What is the heat in Joules required to raise the temperature of 100g H20 from 288K to 308K?
to get the heat released or absorbed,
Q = mc(T2-T1)
where
m = mass of substance (units in g)
c = specific heat capacity (units in J/g-K)
T2 = final temperature
T1 = initial temperature
**note: if Q is (-), heat is released and if (+), heat is absorbed
for water c = 4.184 J/g-K
substituting,
Q = 100*4.184*(308-288)
Q = 8368 J
hope this helps~ :)
8368J
To calculate the heat in Joules required to raise the temperature of a substance, you can use the equation:
Q = mcΔT,
where:
Q is the heat energy in Joules,
m is the mass of the substance in grams,
c is the specific heat capacity of the substance in J/g°C, and
ΔT is the change in temperature in degrees Celsius.

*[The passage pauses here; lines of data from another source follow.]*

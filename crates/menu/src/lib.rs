//! Session manager and menu repository for the Crema admin surface.
//!
//! This crate is the core of the system: it tracks authentication state,
//! holds the in-memory projection of the remote menu, and exposes the
//! commands the presentation layer issues. The remote data service is
//! injected as a trait object, so tests run against an in-memory fake.

pub mod error;
pub mod repository;
pub mod session;

pub use error::{MenuError, MenuResult};
pub use repository::{MenuCategory, MenuRepository};
pub use session::{SessionError, SessionManager, SessionState};
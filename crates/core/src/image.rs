//! Image file validation and object-key generation for uploads.
//!
//! Validation is pure and synchronous: a rejected file never reaches the
//! remote storage layer. Object keys are randomized so uploads for identically
//! named files cannot clash; the retry key mixes in a timestamp to stay
//! distinguishable from the first attempt.

use crate::{ALLOWED_IMAGE_EXTENSIONS, MAX_IMAGE_BYTES};
use bytes::Bytes;
use thiserror::Error;
use time::OffsetDateTime;
use uuid::Uuid;

/// Image validation errors.
#[derive(Debug, Error)]
pub enum ImageError {
    #[error("file size {size} exceeds the {max} byte limit")]
    TooLarge { size: u64, max: u64 },

    #[error("unsupported content type: {0} (only image uploads are accepted)")]
    UnsupportedContentType(String),

    #[error("filename has no extension: {0}")]
    MissingExtension(String),

    #[error("unsupported file extension: {0} (allowed: jpg, jpeg, png, gif, webp)")]
    UnsupportedExtension(String),
}

/// An image file selected for upload, as received from the caller.
#[derive(Clone, Debug)]
pub struct ImageFile {
    /// Original filename, used only to derive the extension.
    pub name: String,
    /// Declared MIME content type.
    pub content_type: String,
    /// File payload.
    pub bytes: Bytes,
}

impl ImageFile {
    /// Create an image file from its parts.
    pub fn new(name: impl Into<String>, content_type: impl Into<String>, bytes: Bytes) -> Self {
        Self {
            name: name.into(),
            content_type: content_type.into(),
            bytes,
        }
    }

    /// Payload size in bytes.
    pub fn size(&self) -> u64 {
        self.bytes.len() as u64
    }

    /// Validate size, content type, and extension.
    ///
    /// Returns the lowercased extension on success. Checks run in a fixed
    /// order: size first, then content type, then extension.
    pub fn validate(&self) -> Result<String, ImageError> {
        if self.size() > MAX_IMAGE_BYTES {
            return Err(ImageError::TooLarge {
                size: self.size(),
                max: MAX_IMAGE_BYTES,
            });
        }

        if !self.content_type.starts_with("image/") {
            return Err(ImageError::UnsupportedContentType(self.content_type.clone()));
        }

        let ext = self
            .name
            .rsplit_once('.')
            .map(|(_, ext)| ext.to_ascii_lowercase())
            .filter(|ext| !ext.is_empty())
            .ok_or_else(|| ImageError::MissingExtension(self.name.clone()))?;

        if !ALLOWED_IMAGE_EXTENSIONS.contains(&ext.as_str()) {
            return Err(ImageError::UnsupportedExtension(ext));
        }

        Ok(ext)
    }
}

/// Build the first-attempt object key: `<prefix>/<uuid>.<ext>`.
pub fn object_key(prefix: &str, ext: &str) -> String {
    format!("{}/{}.{}", prefix, Uuid::new_v4(), ext)
}

/// Build the retry object key after a name collision:
/// `<prefix>/<uuid>_<unix-millis>.<ext>`.
///
/// A fresh 128-bit identifier already makes a second collision negligible;
/// the timestamp keeps the retry name distinguishable from the first attempt
/// in bucket listings and logs.
pub fn retry_object_key(prefix: &str, ext: &str) -> String {
    let millis = OffsetDateTime::now_utc().unix_timestamp_nanos() / 1_000_000;
    format!("{}/{}_{}.{}", prefix, Uuid::new_v4(), millis, ext)
}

In this case, m = 100g, ΔT = 308K - 288K = 20K, and c is the specific heat capacity of water, which is approximately 4.18 J/g°C.
To calculate the heat, plug in the values:
Q = (100g) × (4.18 J/g°C) × (20K).
Simplify the equation:
Q = 8360 J.
Therefore, the heat required to raise the temperature of 100g of water from 288K to 308K is 8360 Joules.